As world leaders prepare to meet for the global summit, activist artist Peter Kennard creates readily sharable ‘posters for protest’.

On the 17 and 18 of June, leaders of the world’s eight wealthiest countries will convene at Lough Erne - a lakeside golf resort in Northern Ireland - to address the world’s pressing concerns. It is the UK’s turn as acting president of the annual G8 summit, where David Cameron will be tabling his three global issues “critical for growth, prosperity and economic devolvement”: advancing trade, ensuring tax compliance and promoting greater transparency.

An air of scepticism inhabits the summit’s wake. In our cover story this week, Ian Bremmer argues such bargaining forums, including the G20, have “not produced much of value”; resultant of an “expanding global leadership vacuum”.  

Equally suspicious photomontage artist and activist Peter Kennard has a produced a series of G8 posters “designed for protest”. Posted to a special Tumblr page, the artist is encouraging all to trade the images widely: “print, Tweet, Facebook, email and share these images as a sign of protest”. There is even talk of a ‘guerilla street gallery’ to take place in Manchester, Belfast and near Enniskillen – the golf resort’s neighbouring parish.
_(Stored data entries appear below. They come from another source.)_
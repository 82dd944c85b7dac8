//! Refresh pipeline: fetch → normalize → compute → publish.
//!
//! One cycle runs at a time. A trigger arriving while a cycle is in flight
//! is dropped rather than queued. Any failure leaves the served snapshot
//! set untouched.

use std::sync::Arc;

use chrono::{DateTime, NaiveDate, Utc};
use common::Error;
use rki_client::CaseSource;
use serde::Serialize;
use tokio::sync::{Mutex, RwLock};
use tracing::{debug, info, warn};

use crate::incidence::{as_of_date, compute_snapshot_set};
use crate::normalize::{NormalizeReport, Normalizer};
use crate::presenter::SnapshotStore;
use crate::regions::RegionHandle;

#[derive(Debug, Clone, Copy, PartialEq, Eq, Serialize)]
#[serde(rename_all = "snake_case")]
pub enum PipelineState {
    Idle,
    Fetching,
    Normalizing,
    Computing,
    Ready,
    Failed,
}

#[derive(Debug, Clone, Copy, PartialEq, Eq, Serialize)]
#[serde(rename_all = "snake_case")]
pub enum Stage {
    Fetch,
    Normalize,
    Compute,
}

#[derive(Debug, Clone, PartialEq, Eq)]
pub struct CycleSummary {
    pub as_of: NaiveDate,
    /// When the upstream dataset was received.
    pub fetched_at: DateTime<Utc>,
    pub computed_at: DateTime<Utc>,
    pub regions: usize,
    pub available: usize,
    pub report: NormalizeReport,
}

#[derive(Debug, Clone, PartialEq, Eq)]
pub enum CycleOutcome {
    Ready(CycleSummary),
    Failed { stage: Stage, error: String },
    /// Another cycle was already running.
    Skipped,
}

/// Bookkeeping exposed for heartbeats and the journal.
#[derive(Debug, Clone, Serialize)]
pub struct PipelineStatus {
    pub state: PipelineState,
    pub last_success: Option<DateTime<Utc>>,
    pub last_failure: Option<DateTime<Utc>>,
    pub consecutive_failures: u32,
}

impl Default for PipelineStatus {
    fn default() -> Self {
        Self {
            state: PipelineState::Idle,
            last_success: None,
            last_failure: None,
            consecutive_failures: 0,
        }
    }
}

pub struct RefreshPipeline {
    source: Arc<dyn CaseSource>,
    regions: Arc<RegionHandle>,
    store: Arc<SnapshotStore>,
    normalizer: Normalizer,
    as_of_lag_days: u32,
    cycle_lock: Mutex<()>,
    status: RwLock<PipelineStatus>,
}

impl RefreshPipeline {
    pub fn new(
        source: Arc<dyn CaseSource>,
        regions: Arc<RegionHandle>,
        store: Arc<SnapshotStore>,
        normalizer: Normalizer,
        as_of_lag_days: u32,
    ) -> Self {
        Self {
            source,
            regions,
            store,
            normalizer,
            as_of_lag_days,
            cycle_lock: Mutex::new(()),
            status: RwLock::new(PipelineStatus::default()),
        }
    }

    pub async fn state(&self) -> PipelineState {
        self.status.read().await.state
    }

    pub async fn status(&self) -> PipelineStatus {
        self.status.read().await.clone()
    }

    async fn set_state(&self, state: PipelineState) {
        let mut status = self.status.write().await;
        debug!("Pipeline {:?} -> {:?}", status.state, state);
        status.state = state;
    }

    /// Run one cycle, or return `Skipped` if one is already in progress.
    pub async fn run_cycle(&self) -> CycleOutcome {
        let Ok(_guard) = self.cycle_lock.try_lock() else {
            debug!("Refresh trigger dropped: cycle already in progress");
            return CycleOutcome::Skipped;
        };

        let outcome = match self.execute().await {
            Ok(summary) => {
                info!(
                    "Refresh ready: as_of={} districts={} available={} rows={} duplicates={} unknown={} invalid={} zero_filled={}",
                    summary.as_of,
                    summary.regions,
                    summary.available,
                    summary.report.rows_seen,
                    summary.report.duplicates_replaced,
                    summary.report.unknown_rows,
                    summary.report.invalid_entries,
                    summary.report.zero_filled,
                );
                let mut status = self.status.write().await;
                status.last_success = Some(summary.computed_at);
                status.consecutive_failures = 0;
                CycleOutcome::Ready(summary)
            }
            Err((stage, e)) => {
                self.set_state(PipelineState::Failed).await;
                let mut status = self.status.write().await;
                status.last_failure = Some(Utc::now());
                status.consecutive_failures = status.consecutive_failures.saturating_add(1);
                warn!(
                    "Refresh failed during {:?} ({} in a row), keeping previous snapshot: {}",
                    stage, status.consecutive_failures, e
                );
                CycleOutcome::Failed {
                    stage,
                    error: e.to_string(),
                }
            }
        };

        self.set_state(PipelineState::Idle).await;
        outcome
    }

    async fn execute(&self) -> Result<CycleSummary, (Stage, Error)> {
        self.set_state(PipelineState::Fetching).await;
        let raw = self
            .source
            .fetch_cases()
            .await
            .map_err(|e| (Stage::Fetch, e))?;

        self.set_state(PipelineState::Normalizing).await;
        let regions = self.regions.current().await;
        let (records, report) = self
            .normalizer
            .normalize(&raw, &regions)
            .map_err(|e| (Stage::Normalize, e))?;

        self.set_state(PipelineState::Computing).await;
        let as_of = as_of_date(&records, self.as_of_lag_days).ok_or_else(|| {
            (
                Stage::Compute,
                Error::Compute("no as-of date derivable from records".into()),
            )
        })?;
        let set = compute_snapshot_set(&records, regions, as_of)
            .map_err(|e| (Stage::Compute, e))?;

        let summary = CycleSummary {
            as_of,
            fetched_at: raw.fetched_at,
            computed_at: set.computed_at,
            regions: set.entries.len(),
            available: set.available(),
            report,
        };

        self.store.publish(set).await;
        self.set_state(PipelineState::Ready).await;
        Ok(summary)
    }
}
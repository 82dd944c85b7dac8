//! Periodic tasks driving the refresh pipeline and the region refresher.

use std::sync::Arc;
use std::time::Duration;

use tokio::sync::mpsc;
use tokio::task::JoinHandle;
use tokio::time::MissedTickBehavior;
use tracing::debug;

use crate::refresh::{CycleOutcome, RefreshPipeline};
use crate::regions::RegionRefresher;

/// Run a refresh cycle every `every`, starting immediately.
///
/// Outcomes are forwarded to `outcomes`; a closed receiver does not stop
/// the schedule. Ticks missed while a slow cycle runs are skipped.
pub fn spawn_refresh_scheduler(
    pipeline: Arc<RefreshPipeline>,
    every: Duration,
    outcomes: mpsc::Sender<CycleOutcome>,
) -> JoinHandle<()> {
    tokio::spawn(async move {
        let mut interval = tokio::time::interval(every);
        interval.set_missed_tick_behavior(MissedTickBehavior::Skip);

        loop {
            interval.tick().await;
            let outcome = pipeline.run_cycle().await;
            if outcomes.send(outcome).await.is_err() {
                debug!("Cycle outcome receiver closed");
            }
        }
    })
}

/// Reload the region table every `every`. The first reload happens one
/// interval after start, since the table was loaded at startup.
pub fn spawn_region_refresher(refresher: RegionRefresher, every: Duration) -> JoinHandle<()> {
    tokio::spawn(async move {
        let mut interval = tokio::time::interval(every);
        interval.set_missed_tick_behavior(MissedTickBehavior::Delay);
        interval.tick().await;

        loop {
            interval.tick().await;
            match refresher.refresh().await {
                Ok(count) => debug!("Scheduled region refresh loaded {} districts", count),
                // Already logged by the refresher; the old table stays.
                Err(e) => debug!("Scheduled region refresh failed: {}", e),
            }
        }
    })
}
//! Append-only JSON-lines journal of refresh cycles, rotated daily.

use std::fs::{create_dir_all, File, OpenOptions};
use std::io::Write;
use std::path::{Path, PathBuf};

use chrono::{SecondsFormat, Utc};
use pipeline::CycleOutcome;
use serde_json::json;
use tracing::warn;

pub fn now_iso() -> String {
    Utc::now().to_rfc3339_opts(SecondsFormat::Millis, true)
}

pub struct CycleJournal {
    dir: PathBuf,
    day_key: String,
    file: File,
}

impl CycleJournal {
    pub fn open(dir: PathBuf) -> std::io::Result<Self> {
        create_dir_all(&dir)?;
        let day_key = Utc::now().format("%Y-%m-%d").to_string();
        let file = Self::open_day_file(&dir, &day_key)?;
        Ok(Self { dir, day_key, file })
    }

    fn open_day_file(dir: &Path, day_key: &str) -> std::io::Result<File> {
        OpenOptions::new()
            .create(true)
            .append(true)
            .open(dir.join(format!("cycles-{}.jsonl", day_key)))
    }

    fn rotate_if_needed(&mut self) -> std::io::Result<()> {
        let today = Utc::now().format("%Y-%m-%d").to_string();
        if today != self.day_key {
            self.file = Self::open_day_file(&self.dir, &today)?;
            self.day_key = today;
        }
        Ok(())
    }

    /// Write one event; failures are logged, never propagated.
    pub fn write_event(&mut self, event: serde_json::Value) {
        let write_result = (|| -> std::io::Result<()> {
            self.rotate_if_needed()?;
            let line = serde_json::to_string(&event).unwrap_or_else(|_| "{}".to_string());
            writeln!(self.file, "{}", line)?;
            self.file.flush()?;
            Ok(())
        })();

        if let Err(e) = write_result {
            warn!("Cycle journal write failed: {}", e);
        }
    }

    pub fn dir(&self) -> &Path {
        &self.dir
    }
}

/// Journal event for a cycle outcome.
pub fn cycle_event(outcome: &CycleOutcome) -> serde_json::Value {
    match outcome {
        CycleOutcome::Ready(summary) => json!({
            "ts": now_iso(),
            "kind": "cycle_ready",
            "as_of": summary.as_of.to_string(),
            "fetched_at": summary.fetched_at.to_rfc3339_opts(SecondsFormat::Secs, true),
            "computed_at": summary.computed_at.to_rfc3339_opts(SecondsFormat::Secs, true),
            "districts": summary.regions,
            "available": summary.available,
            "rows": summary.report.rows_seen,
            "duplicates_replaced": summary.report.duplicates_replaced,
            "unknown_rows": summary.report.unknown_rows,
            "unknown_regions": summary.report.unknown_regions,
            "invalid_entries": summary.report.invalid_entries,
            "zero_filled": summary.report.zero_filled
        }),
        CycleOutcome::Failed { stage, error } => json!({
            "ts": now_iso(),
            "kind": "cycle_failed",
            "stage": stage,
            "error": error
        }),
        CycleOutcome::Skipped => json!({
            "ts": now_iso(),
            "kind": "cycle_skipped"
        }),
    }
}

#[cfg(test)]
mod tests {
    use super::*;
    use chrono::{NaiveDate, TimeZone};
    use pipeline::{CycleSummary, NormalizeReport, Stage};

    #[test]
    fn test_failed_cycle_event_names_stage() {
        let event = cycle_event(&CycleOutcome::Failed {
            stage: Stage::Fetch,
            error: "RKI returned 500".into(),
        });
        assert_eq!(event["kind"], "cycle_failed");
        assert_eq!(event["stage"], "fetch");
        assert_eq!(event["error"], "RKI returned 500");
    }

    #[test]
    fn test_ready_cycle_event_carries_fetch_time_and_fill_count() {
        let fetched_at = Utc
            .with_ymd_and_hms(2021, 1, 8, 6, 0, 0)
            .single()
            .expect("timestamp");
        let event = cycle_event(&CycleOutcome::Ready(CycleSummary {
            as_of: NaiveDate::from_ymd_opt(2021, 1, 7).expect("date"),
            fetched_at,
            computed_at: fetched_at,
            regions: 400,
            available: 398,
            report: NormalizeReport {
                zero_filled: 12,
                ..NormalizeReport::default()
            },
        }));

        assert_eq!(event["kind"], "cycle_ready");
        assert_eq!(event["as_of"], "2021-01-07");
        assert_eq!(event["fetched_at"], "2021-01-08T06:00:00Z");
        assert_eq!(event["zero_filled"], 12);
        assert_eq!(event["available"], 398);
    }

    #[test]
    fn test_journal_appends_lines() {
        let dir = tempfile::tempdir().expect("temp dir");
        let mut journal = CycleJournal::open(dir.path().join("cycles")).expect("open");
        journal.write_event(cycle_event(&CycleOutcome::Skipped));
        journal.write_event(cycle_event(&CycleOutcome::Skipped));

        let path = journal
            .dir()
            .join(format!("cycles-{}.jsonl", Utc::now().format("%Y-%m-%d")));
        let contents = std::fs::read_to_string(path).expect("journal file");
        assert_eq!(contents.lines().count(), 2);
        assert!(contents.contains("cycle_skipped"));
    }
}
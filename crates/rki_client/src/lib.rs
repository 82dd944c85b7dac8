//! RKI ArcGIS client.
//!
//! Fetches per-district daily case counts and the district reference table
//! from the RKI FeatureServer and hands them to the pipeline as raw,
//! unvalidated datasets.

pub mod arcgis;
pub mod client;
pub mod file;

use async_trait::async_trait;
use chrono::{DateTime, Utc};
use common::{Error, Region};

pub use client::RkiClient;
pub use file::FileRegionSource;

/// One provider row: new cases for a district on a reporting day.
#[derive(Debug, Clone, PartialEq)]
pub struct RawCaseEntry {
    /// Provider district key, possibly without the leading zero.
    pub district_key: String,
    /// Provider label such as "SK München".
    pub district_name: Option<String>,
    /// Reporting date as epoch milliseconds.
    pub reported_at_ms: i64,
    /// Reported count; not yet validated.
    pub cases: i64,
}

/// A complete raw case dataset as returned by the upstream.
#[derive(Debug, Clone)]
pub struct RawCaseDataset {
    pub entries: Vec<RawCaseEntry>,
    pub fetched_at: DateTime<Utc>,
}

/// Source of raw case data.
#[async_trait]
pub trait CaseSource: Send + Sync {
    async fn fetch_cases(&self) -> Result<RawCaseDataset, Error>;
}

/// Source of the district reference table.
#[async_trait]
pub trait RegionSource: Send + Sync {
    async fn fetch_regions(&self) -> Result<Vec<Region>, Error>;
}
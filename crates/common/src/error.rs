//! Unified error type for the incidence tracker.

use thiserror::Error;

#[derive(Debug, Error)]
pub enum Error {
    /// Transport failure, timeout, non-success status or an upstream error body.
    #[error("Fetch failed: {0}")]
    Fetch(String),

    #[error("Parse error: {0}")]
    Parse(String),

    #[error("Unknown region: {key}")]
    UnknownRegion { key: String },

    #[error("Compute error: {0}")]
    Compute(String),

    #[error("Config error: {0}")]
    Config(String),

    #[error("JSON parse error: {0}")]
    Json(#[from] serde_json::Error),

    #[error("IO error: {0}")]
    Io(#[from] std::io::Error),
}
/// Heatmap points for each district that has both a value and coordinates.
///
/// Berlin boroughs collapse into a single "Berlin" point at the mean of
/// their coordinates, weighted by the state incidence of Berlin.
pub fn heat_points(set: &SnapshotSet) -> Vec<HeatPoint> {
    let mut points = Vec::new();
    let mut boroughs = Vec::new();

    for region in set.regions.iter() {
        if region.name.contains(MERGED_CITY) {
            boroughs.push(region);
            continue;
        }
        let (Some(coords), Some(snap)) = (region.coordinates, set.get(&region.id)) else {
            continue;
        };
        points.push(HeatPoint {
            name: region.display_name(),
            lat: coords.lat,
            lon: coords.lon,
            weight: snap.incidence,
        });
    }

    if let Some(first) = boroughs.first() {
        let coords: Vec<Coordinates> = boroughs.iter().filter_map(|r| r.coordinates).collect();
        let weight = state_incidence(set)
            .get(&first.state)
            .and_then(RegionIncidence::value);
        if let (false, Some(weight)) = (coords.is_empty(), weight) {
            let n = coords.len() as f64;
            points.push(HeatPoint {
                name: MERGED_CITY.to_string(),
                lat: coords.iter().map(|c| c.lat).sum::<f64>() / n,
                lon: coords.iter().map(|c| c.lon).sum::<f64>() / n,
                weight,
            });
        }
    }

    points
}

/// Display text for an incidence: two decimals, or "no data".
pub fn format_incidence(incidence: RegionIncidence) -> String {
    match incidence {
        RegionIncidence::Value(v) => format!("{:.2}", v),
        RegionIncidence::NoData => "no data".to_string(),
    }
}

// ── Presenter ─────────────────────────────────────────────────────────

/// Read-only facade over the store. Each call reads the current set once.
#[derive(Debug, Clone)]
pub struct Presenter {
    store: Arc<SnapshotStore>,
}

impl Presenter {
    pub fn new(store: Arc<SnapshotStore>) -> Self {
        Self { store }
    }

    pub async fn view(&self) -> Option<PresenterView> {
        let set = self.store.current().await?;
        Some(PresenterView::from_set(&set, Utc::now()))
    }

    pub async fn table(&self, key: SortKey, direction: Direction) -> Vec<TableRow> {
        match self.store.current().await {
            Some(set) => table_rows(&set, key, direction),
            None => Vec::new(),
        }
    }

    pub async fn heatmap(&self) -> Vec<HeatPoint> {
        match self.store.current().await {
            Some(set) => heat_points(&set),
            None => Vec::new(),
        }
    }
}

#[cfg(test)]
mod tests {
    use super::*;
    use common::{IncidenceSnapshot, Region, RegionTable};

    use crate::test_support::day;

    fn region(id: &str, name: &str, state: &str, population: u64) -> Region {
        Region {
            id: id.into(),
            name: name.into(),
            district_type: "Landkreis".into(),
            state: state.into(),
            population,
            coordinates: None,
        }
    }

    /// Build a set from (id, name, state, population, cases_7d) tuples.
    fn set_of(rows: &[(&str, &str, &str, u64, Option<u64>)]) -> SnapshotSet {
        let table = RegionTable::new(
            rows.iter()
                .map(|(id, name, state, pop, _)| region(id, name, state, *pop))
                .collect(),
        )
        .expect("valid table");
        let entries = rows
            .iter()
            .map(|(id, _, _, pop, cases)| {
                let snap = cases.map(|c| IncidenceSnapshot {
                    region: id.to_string(),
                    as_of: day(7),
                    cases_7d: c,
                    incidence: c as f64 / *pop as f64 * 100_000.0,
                });
                (id.to_string(), snap)
            })
            .collect();

        SnapshotSet {
            as_of: day(7),
            computed_at: Utc::now(),
            regions: Arc::new(table),
            entries,
        }
    }

    #[test]
    fn test_gap_reported_as_no_data_not_omitted() {
        let set = set_of(&[
            ("09000", "Bavaria", "Bayern", 13_000_000, Some(700)),
            ("09001", "Gapville", "Bayern", 50_000, None),
        ]);
        let view = PresenterView::from_set(&set, Utc::now());

        assert_eq!(view.regions.len(), 2);
        assert_eq!(view.regions["09001"].incidence, RegionIncidence::NoData);
        assert_eq!(format_incidence(view.regions["09000"].incidence), "5.38");
        assert_eq!(format_incidence(view.regions["09001"].incidence), "no data");
    }

    #[test]
    fn test_state_incidence_requires_all_districts() {
        let set = set_of(&[
            ("09000", "A", "Bayern", 100_000, Some(50)),
            ("09001", "B", "Bayern", 100_000, None),
            ("08000", "C", "Baden-Württemberg", 100_000, Some(30)),
            ("08001", "D", "Baden-Württemberg", 300_000, Some(10)),
        ]);
        let states = state_incidence(&set);

        assert_eq!(states["Bayern"], RegionIncidence::NoData);
        let bw = states["Baden-Württemberg"].value().expect("complete state");
        assert!((bw - 40.0 / 400_000.0 * 100_000.0).abs() < 1e-9);
    }

    #[test]
    fn test_sort_puts_no_data_last_both_directions() {
        let set = set_of(&[
            ("09000", "Alpha", "Bayern", 100_000, Some(10)),
            ("09001", "Beta", "Bayern", 100_000, None),
            ("09002", "Gamma", "Bayern", 100_000, Some(90)),
        ]);

        let asc = table_rows(&set, SortKey::DistrictIncidence, Direction::Asc);
        let names: Vec<_> = asc.iter().map(|r| r.district.as_str()).collect();
        assert_eq!(names, ["Alpha Landkreis", "Gamma Landkreis", "Beta Landkreis"]);

        let desc = table_rows(&set, SortKey::DistrictIncidence, Direction::Desc);
        let names: Vec<_> = desc.iter().map(|r| r.district.as_str()).collect();
        assert_eq!(names, ["Gamma Landkreis", "Alpha Landkreis", "Beta Landkreis"]);
    }

    #[test]
    fn test_sort_by_district_desc() {
        let set = set_of(&[
            ("09000", "Alpha", "Bayern", 100_000, Some(10)),
            ("09001", "Beta", "Bayern", 100_000, Some(20)),
        ]);
        let rows = table_rows(&set, SortKey::District, Direction::Desc);
        assert_eq!(rows[0].district, "Beta Landkreis");
        assert_eq!(rows[0].state_incidence, rows[1].state_incidence);
    }

    #[test]
    fn test_heat_points_need_coordinates_and_value() {
        let mut set = set_of(&[
            ("09000", "Alpha", "Bayern", 100_000, Some(10)),
            ("09001", "Beta", "Bayern", 100_000, None),
        ]);
        let mut regions: Vec<Region> = set.regions.iter().cloned().collect();
        for r in &mut regions {
            r.coordinates = Some(Coordinates { lat: 48.1, lon: 11.6 });
        }
        set.regions = Arc::new(RegionTable::new(regions).expect("valid table"));

        let points = heat_points(&set);
        assert_eq!(points.len(), 1);
        assert_eq!(points[0].name, "Alpha Landkreis");
        assert!((points[0].weight - 10.0).abs() < 1e-9);
    }

    #[test]
    fn test_berlin_boroughs_merge_into_one_point() {
        let mut set = set_of(&[
            ("09000", "Alpha", "Bayern", 100_000, Some(10)),
            ("11001", "Berlin Mitte", "Berlin", 100_000, Some(30)),
            ("11002", "Berlin Friedrichshain-Kreuzberg", "Berlin", 300_000, Some(10)),
        ]);
        let mut regions: Vec<Region> = set.regions.iter().cloned().collect();
        for r in &mut regions {
            r.coordinates = Some(match r.id.as_str() {
                "11001" => Coordinates { lat: 52.52, lon: 13.36 },
                "11002" => Coordinates { lat: 52.50, lon: 13.44 },
                _ => Coordinates { lat: 48.1, lon: 11.6 },
            });
        }
        set.regions = Arc::new(RegionTable::new(regions).expect("valid table"));

        let points = heat_points(&set);
        assert_eq!(points.len(), 2);
        let berlin = points.iter().find(|p| p.name == "Berlin").expect("merged point");
        assert!((berlin.weight - 40.0 / 400_000.0 * 100_000.0).abs() < 1e-9);
        assert!((berlin.lat - 52.51).abs() < 1e-9);
        assert!((berlin.lon - 13.40).abs() < 1e-9);
        assert!(points.iter().all(|p| !p.name.starts_with("Berlin ")));
    }

    #[test]
    fn test_berlin_point_dropped_while_a_borough_has_no_data() {
        let mut set = set_of(&[
            ("11001", "Berlin Mitte", "Berlin", 100_000, Some(30)),
            ("11002", "Berlin Pankow", "Berlin", 100_000, None),
        ]);
        let mut regions: Vec<Region> = set.regions.iter().cloned().collect();
        for r in &mut regions {
            r.coordinates = Some(Coordinates { lat: 52.5, lon: 13.4 });
        }
        set.regions = Arc::new(RegionTable::new(regions).expect("valid table"));

        assert!(heat_points(&set).is_empty());
    }

    #[test]
    fn test_no_data_serializes_with_status_tag() {
        let json = serde_json::to_string(&RegionIncidence::NoData).expect("serialize");
        assert_eq!(json, r#"{"status":"no_data"}"#);
        let json = serde_json::to_string(&RegionIncidence::Value(1.5)).expect("serialize");
        assert_eq!(json, r#"{"status":"value","value":1.5}"#);
    }

    #[tokio::test]
    async fn test_reader_keeps_consistent_set_across_publish() {
        let store = Arc::new(SnapshotStore::new());
        assert!(store.current().await.is_none());

        store
            .publish(set_of(&[
                ("09000", "A", "Bayern", 100_000, Some(10)),
                ("09001", "B", "Bayern", 100_000, Some(20)),
            ]))
            .await;
        let held = store.current().await.expect("published");

        store
            .publish(set_of(&[
                ("09000", "A", "Bayern", 100_000, Some(99)),
                ("09001", "B", "Bayern", 100_000, Some(98)),
            ]))
            .await;

        // The held set is untouched by the swap.
        assert_eq!(held.get("09000").map(|s| s.cases_7d), Some(10));
        assert_eq!(held.get("09001").map(|s| s.cases_7d), Some(20));

        let fresh = store.current().await.expect("published");
        assert!(!Arc::ptr_eq(&held, &fresh));
        assert_eq!(fresh.get("09000").map(|s| s.cases_7d), Some(99));
        assert_eq!(fresh.get("09001").map(|s| s.cases_7d), Some(98));
    }

    #[tokio::test(flavor = "multi_thread", worker_threads = 2)]
    async fn test_concurrent_readers_never_see_mixed_sets() {
        let store = Arc::new(SnapshotStore::new());
        store
            .publish(set_of(&[
                ("09000", "A", "Bayern", 100_000, Some(0)),
                ("09001", "B", "Bayern", 100_000, Some(0)),
            ]))
            .await;

        let writer_store = store.clone();
        let writer = tokio::spawn(async move {
            for generation in 1..=200u64 {
                writer_store
                    .publish(set_of(&[
                        ("09000", "A", "Bayern", 100_000, Some(generation)),
                        ("09001", "B", "Bayern", 100_000, Some(generation)),
                    ]))
                    .await;
                tokio::task::yield_now().await;
            }
        });

        let presenter = Presenter::new(store.clone());
        for _ in 0..200 {
            let view = presenter.view().await.expect("always published");
            let a = view.regions["09000"].incidence;
            let b = view.regions["09001"].incidence;
            assert_eq!(a, b, "both regions must come from the same generation");
            tokio::task::yield_now().await;
        }

        writer.await.expect("writer task");
    }
}
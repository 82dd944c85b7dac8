//! Region table loaded from a local JSON file.
//!
//! Used instead of the remote district layer when coordinates are needed
//! for heatmap output, since the FeatureServer query carries none.

use std::path::PathBuf;

use async_trait::async_trait;
use common::{Error, Region};
use tracing::info;

use crate::RegionSource;

#[derive(Debug, Clone)]
pub struct FileRegionSource {
    path: PathBuf,
}

impl FileRegionSource {
    pub fn new(path: impl Into<PathBuf>) -> Self {
        Self { path: path.into() }
    }
}

#[async_trait]
impl RegionSource for FileRegionSource {
    async fn fetch_regions(&self) -> Result<Vec<Region>, Error> {
        let contents = tokio::fs::read_to_string(&self.path).await?;
        let regions: Vec<Region> = serde_json::from_str(&contents)?;
        info!(
            "Loaded {} districts from {}",
            regions.len(),
            self.path.display()
        );
        Ok(regions)
    }
}
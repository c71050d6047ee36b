// Test doubles for WebSearcher and PageFetcher: no network.

use std::collections::HashMap;
use std::sync::Mutex;

use async_trait::async_trait;

use factlens_common::{PageMetadata, ScrapedPage, SearchResult};

use crate::error::{ArchiveError, Result};
use crate::traits::{PageFetcher, WebSearcher};

/// Canned search results. Every query returns the same list, or an error if
/// built with `failing()`.
pub struct MockSearcher {
    results: Vec<SearchResult>,
    fail: bool,
    queries: Mutex<Vec<String>>,
}

impl MockSearcher {
    pub fn new() -> Self {
        Self {
            results: Vec::new(),
            fail: false,
            queries: Mutex::new(Vec::new()),
        }
    }

    pub fn failing() -> Self {
        Self {
            fail: true,
            ..Self::new()
        }
    }

    pub fn with_url(mut self, url: &str) -> Self {
        self.results.push(SearchResult {
            url: url.to_string(),
            title: String::new(),
            snippet: String::new(),
        });
        self
    }

    pub fn queries(&self) -> Vec<String> {
        self.queries.lock().unwrap().clone()
    }
}

impl Default for MockSearcher {
    fn default() -> Self {
        Self::new()
    }
}

#[async_trait]
impl WebSearcher for MockSearcher {
    async fn search(&self, query: &str, max_results: usize) -> Result<Vec<SearchResult>> {
        self.queries.lock().unwrap().push(query.to_string());
        if self.fail {
            return Err(ArchiveError::FetchFailed("mock search outage".into()));
        }
        Ok(self.results.iter().take(max_results).cloned().collect())
    }
}

/// Page fetcher keyed by URL. Unknown URLs behave like an HTTP 404.
pub struct MockPageFetcher {
    pages: HashMap<String, ScrapedPage>,
    fetched: Mutex<Vec<String>>,
}

impl MockPageFetcher {
    pub fn new() -> Self {
        Self {
            pages: HashMap::new(),
            fetched: Mutex::new(Vec::new()),
        }
    }

    pub fn on_page(mut self, url: &str, title: &str, content: &str) -> Self {
        self.pages.insert(
            url.to_string(),
            ScrapedPage {
                url: url.to_string(),
                title: title.to_string(),
                content: content.to_string(),
                metadata: PageMetadata {
                    title: Some(title.to_string()),
                    ..PageMetadata::default()
                },
            },
        );
        self
    }

    pub fn fetched(&self) -> Vec<String> {
        self.fetched.lock().unwrap().clone()
    }
}

impl Default for MockPageFetcher {
    fn default() -> Self {
        Self::new()
    }
}

#[async_trait]
impl PageFetcher for MockPageFetcher {
    async fn fetch(&self, url: &str) -> Result<ScrapedPage> {
        self.fetched.lock().unwrap().push(url.to_string());
        self.pages.get(url).cloned().ok_or_else(|| ArchiveError::Status {
            url: url.to_string(),
            status: 404,
        })
    }
}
The prints, first published in Kennard’s book @earth, convey mistrust and biting political critique: a ‘football globe’ booted off the laces of a military trooper; the glamorous elite gambling nuclear warheads at a shadowy card table.

“If world leaders insist on assaulting our lives and livelihoods,” rallies Kennard on the Tumblr page, “let’s hit back by assaulting their eyes. You’re welcome.”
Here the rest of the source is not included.